Diagnosing PE on Q-SPECT/CT has been validated in several previous studies. Lu et al. demonstrated that Q-SPECT/CT had a higher accuracy than planar V/Q imaging to diagnose PE in patients with a high pre-test probability for PE [7]. Mazurek et al. performed a retrospective review of 84 patients to evaluate the utility of Q-SPECT/CT in the diagnosis of PE. The authors reported a similar sensitivity and specificity to Lu et al. (100 and 83%, respectively) concluding that Q-SPECT/CT imaging had a high diagnostic efficacy in evaluating patients suspected to have PE. In addition, the inclusion of a chest CT (even at low dose) adds value by characterizing acute pulmonary pathology which could account for the patient’s clinical presentation [23]. In addition, based on the current European Association of Nuclear Medicine guidelines, Q-only SPECT is already recommended as standard of care, for example in pregnant patients with suspected PE [8].
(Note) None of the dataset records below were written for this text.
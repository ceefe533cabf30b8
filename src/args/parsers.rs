use std::time::Duration;

use crate::error::{AppError, AppResult, ValidationError};

/// Parses durations like `400ms`, `30s`, `5m`, `1h`; a bare number means
/// seconds.
///
/// # Errors
///
/// Returns an error for empty input, unknown units, overflow, or a zero
/// duration.
pub fn parse_duration_arg(value: &str) -> AppResult<Duration> {
    let value = value.trim();
    if value.is_empty() {
        return Err(AppError::validation(ValidationError::DurationEmpty));
    }

    let mut digits_len = 0usize;
    for ch in value.chars() {
        if ch.is_ascii_digit() {
            digits_len = digits_len.saturating_add(1);
        } else {
            break;
        }
    }
    if digits_len == 0 {
        return Err(AppError::validation(ValidationError::InvalidDurationFormat {
            value: value.to_owned(),
        }));
    }
    let (num_part, unit_part) = value.split_at(digits_len);
    let number: u64 = num_part.parse().map_err(|err| {
        AppError::validation(ValidationError::InvalidDurationNumber {
            value: value.to_owned(),
            source: err,
        })
    })?;

    let unit = if unit_part.is_empty() { "s" } else { unit_part };
    let duration = match unit {
        "ms" => Duration::from_millis(number),
        "s" => Duration::from_secs(number),
        "m" => {
            let secs = number
                .checked_mul(60)
                .ok_or_else(|| AppError::validation(ValidationError::DurationOverflow))?;
            Duration::from_secs(secs)
        }
        "h" => {
            let secs = number
                .checked_mul(60)
                .and_then(|seconds| seconds.checked_mul(60))
                .ok_or_else(|| AppError::validation(ValidationError::DurationOverflow))?;
            Duration::from_secs(secs)
        }
        _ => {
            return Err(AppError::validation(ValidationError::InvalidDurationUnit {
                unit: unit.to_owned(),
            }));
        }
    };

    if duration.as_millis() == 0 {
        return Err(AppError::validation(ValidationError::DurationZero));
    }

    Ok(duration)
}

/// Parses a `Key: Value` header argument.
///
/// # Errors
///
/// Returns an error when the separator or key is missing.
pub fn parse_header(value: &str) -> AppResult<(String, String)> {
    let Some((key, val)) = value.split_once(':') else {
        return Err(AppError::validation(ValidationError::InvalidHeaderFormat {
            value: value.to_owned(),
        }));
    };
    let key = key.trim();
    if key.is_empty() {
        return Err(AppError::validation(ValidationError::InvalidHeaderFormat {
            value: value.to_owned(),
        }));
    }
    Ok((key.to_owned(), val.trim().to_owned()))
}

/// Parses a finite numeric filter bound.
///
/// Inverted min/max pairs are allowed (they filter everything out), but NaN
/// and infinities are rejected here.
///
/// # Errors
///
/// Returns an error when the value is not a finite number.
pub fn parse_bound_arg(value: &str) -> AppResult<f64> {
    let trimmed = value.trim();
    let bound: f64 = trimmed.parse().map_err(|err| {
        AppError::validation(ValidationError::InvalidBoundNumber {
            value: trimmed.to_owned(),
            source: err,
        })
    })?;
    if !bound.is_finite() {
        return Err(AppError::validation(ValidationError::BoundNotFinite {
            value: trimmed.to_owned(),
        }));
    }
    Ok(bound)
}
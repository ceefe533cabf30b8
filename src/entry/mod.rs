mod plan;

use std::ffi::OsString;
use std::path::Path;

use clap::{ArgMatches, CommandFactory, FromArgMatches};

use crate::args::MonitorArgs;
use crate::error::AppResult;
use plan::{build_plan, execute_plan};

/// Default config filenames checked when no CLI args are provided.
const DEFAULT_CONFIG_FILES: [&str; 2] = ["airscope.toml", "airscope.json"];

pub(crate) fn run() -> AppResult<()> {
    let (args, matches) = match parse_args()? {
        Some(parsed) => parsed,
        None => return Ok(()),
    };

    crate::system::logger::init_logging(args.verbose, args.no_color);

    let runtime = tokio::runtime::Builder::new_multi_thread()
        .enable_all()
        .build()?;

    runtime.block_on(run_async(args, &matches))
}

fn parse_args() -> AppResult<Option<(MonitorArgs, ArgMatches)>> {
    let mut cmd = MonitorArgs::command();
    let raw_args: Vec<OsString> = std::env::args_os().collect();

    if should_show_help(&raw_args) {
        cmd.print_help()?;
        println!();
        return Ok(None);
    }

    let matches = cmd.get_matches_from(raw_args);
    let args = MonitorArgs::from_arg_matches(&matches)?;

    Ok(Some((args, matches)))
}

fn should_show_help(raw_args: &[OsString]) -> bool {
    let treat_as_empty =
        matches!(raw_args, [] | [_]) || matches!(raw_args, [_, second] if second == "--");
    if !treat_as_empty {
        return false;
    }

    !has_default_config()
}

fn has_default_config() -> bool {
    DEFAULT_CONFIG_FILES
        .iter()
        .any(|path| Path::new(path).exists())
}

async fn run_async(args: MonitorArgs, matches: &ArgMatches) -> AppResult<()> {
    let plan = build_plan(args, matches)?;
    execute_plan(plan).await
}
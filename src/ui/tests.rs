use crate::error::{AppError, AppResult};
use crate::frames::StabilityCategory;

use super::model::{
    format_index, format_score, format_timestamp, index_ratio, scrubber_label, scrubber_ratio,
};
use super::render::{category_rgb, correlation_cell_rgb};

#[test]
fn indices_format_to_one_decimal_and_scores_to_two() -> AppResult<()> {
    if format_index(12.34) != "12.3" {
        return Err(AppError::validation(format_index(12.34)));
    }
    if format_index(50.0) != "50.0" {
        return Err(AppError::validation(format_index(50.0)));
    }
    if format_score(0.728_011) != "0.73" {
        return Err(AppError::validation(format_score(0.728_011)));
    }
    if format_score(1.0) != "1.00" {
        return Err(AppError::validation(format_score(1.0)));
    }
    Ok(())
}

#[test]
fn timestamps_format_as_utc_or_dash() -> AppResult<()> {
    let formatted = format_timestamp(Some(0));
    if formatted != "1970-01-01 00:00:00 UTC" {
        return Err(AppError::validation(formatted));
    }
    if format_timestamp(None) != "-" {
        return Err(AppError::validation("Missing timestamp should render '-'"));
    }
    Ok(())
}

#[test]
fn scrubber_label_is_one_based_and_clamped() -> AppResult<()> {
    if scrubber_label(0, 0) != "frame 0/0" {
        return Err(AppError::validation(scrubber_label(0, 0)));
    }
    if scrubber_label(0, 10) != "frame 1/10" {
        return Err(AppError::validation(scrubber_label(0, 10)));
    }
    if scrubber_label(9, 10) != "frame 10/10" {
        return Err(AppError::validation(scrubber_label(9, 10)));
    }
    if scrubber_label(42, 10) != "frame 10/10" {
        return Err(AppError::validation(scrubber_label(42, 10)));
    }
    Ok(())
}

#[test]
fn scrubber_ratio_stays_in_unit_range() -> AppResult<()> {
    let cases = [
        (0, 0, 0.0),
        (0, 1, 0.0),
        (0, 5, 0.0),
        (4, 5, 1.0),
        (99, 5, 1.0),
    ];
    for (index, count, expected) in cases {
        let ratio = scrubber_ratio(index, count);
        if ratio != expected {
            return Err(AppError::validation(format!(
                "ratio({}, {}) = {}",
                index, count, ratio
            )));
        }
    }
    Ok(())
}

#[test]
fn index_ratio_clamps_out_of_range_values() -> AppResult<()> {
    if index_ratio(50.0) != 0.5 {
        return Err(AppError::validation(format!("{}", index_ratio(50.0))));
    }
    if index_ratio(-10.0) != 0.0 {
        return Err(AppError::validation("Negative value should clamp to 0"));
    }
    if index_ratio(250.0) != 1.0 {
        return Err(AppError::validation("Oversized value should clamp to 1"));
    }
    if index_ratio(f64::NAN) != 0.0 {
        return Err(AppError::validation("NaN should clamp to 0"));
    }
    Ok(())
}

#[test]
fn category_colors_are_distinct() -> AppResult<()> {
    let stable = category_rgb(StabilityCategory::Stable);
    let alert = category_rgb(StabilityCategory::Alert);
    let unstable = category_rgb(StabilityCategory::Unstable);
    if stable == alert || alert == unstable || stable == unstable {
        return Err(AppError::validation("Category colors collide"));
    }
    Ok(())
}

#[test]
fn correlation_cells_share_the_heatmap_anchors() -> AppResult<()> {
    if correlation_cell_rgb(0.0) != (255, 255, 255) {
        return Err(AppError::validation("Zero correlation is not white"));
    }
    if correlation_cell_rgb(1.0) != (0xef, 0x44, 0x44) {
        return Err(AppError::validation("Full positive is not the red anchor"));
    }
    if correlation_cell_rgb(-1.0) != (0x3b, 0x82, 0xf6) {
        return Err(AppError::validation("Full negative is not the blue anchor"));
    }
    if correlation_cell_rgb(f64::NAN) != (255, 255, 255) {
        return Err(AppError::validation("NaN correlation is not white"));
    }
    Ok(())
}
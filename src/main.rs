mod app;
mod args;
mod charts;
mod config;
mod entry;
mod error;
mod feed;
mod frames;
mod playback;
mod shutdown;
mod shutdown_handlers;
mod system;
mod ui;

use error::AppResult;

fn main() -> AppResult<()> {
    entry::run()
}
Several prior studies have described the frequently seen COVID-19 imaging findings on CT chest. The most common imaging features include multifocal bilateral peripheral GGOs and subsegmental and subpleural patchy consolidations predominating in the lower lung lobes [2]. The image quality of low-dose CT studies can be considered comparable with that of higher dose CT for the detection of gross mediastinal and parenchymal lung changes [25, 26]. Of the five patients with acute findings on the low-dose CT chest, all demonstrated these classical features of COVID-19 pneumonia. Three patients showed rare findings associated with COVID-19. Pleural effusions, considered a rare feature of COVID-19, were seen in 33% of our patient cohort but are typically seen in only 1–3% of reported hospitalized COVID-19 cases [2, 12]. This may be explained by our unique patient population, all with a diagnosis of active malignancy at time of imaging. Of the two patients with pleural effusions, both had thoracic nodal or pulmonary metastases. Pneumomediastinum (seen in one patient) has thus far only been described in case reports of patients with COVID-19 but may indicate a further potential clinical decline and is an important ancillary finding on companion chest CT of Q-only SPECT/CT [27, 28].

We note several limitations of our study. In the first instance, we are limited by our small sample size and the retrospective nature of our analysis. Secondly, selection bias may have impacted the decision to pursue Q-SPECT/CT as an imaging modality for certain patients with COVID-19 who experienced a clinical decline during hospitalization. Thirdly, our entire patient population was derived from a single cancer-specialist center and all had an active malignancy at time of imaging limiting generalizability to other hospital populations.

In conclusion, Q-SPECT/CT is a reasonable first choice imaging modality for diagnosing PE in COVID-19 patients with a medium to high probability of PE.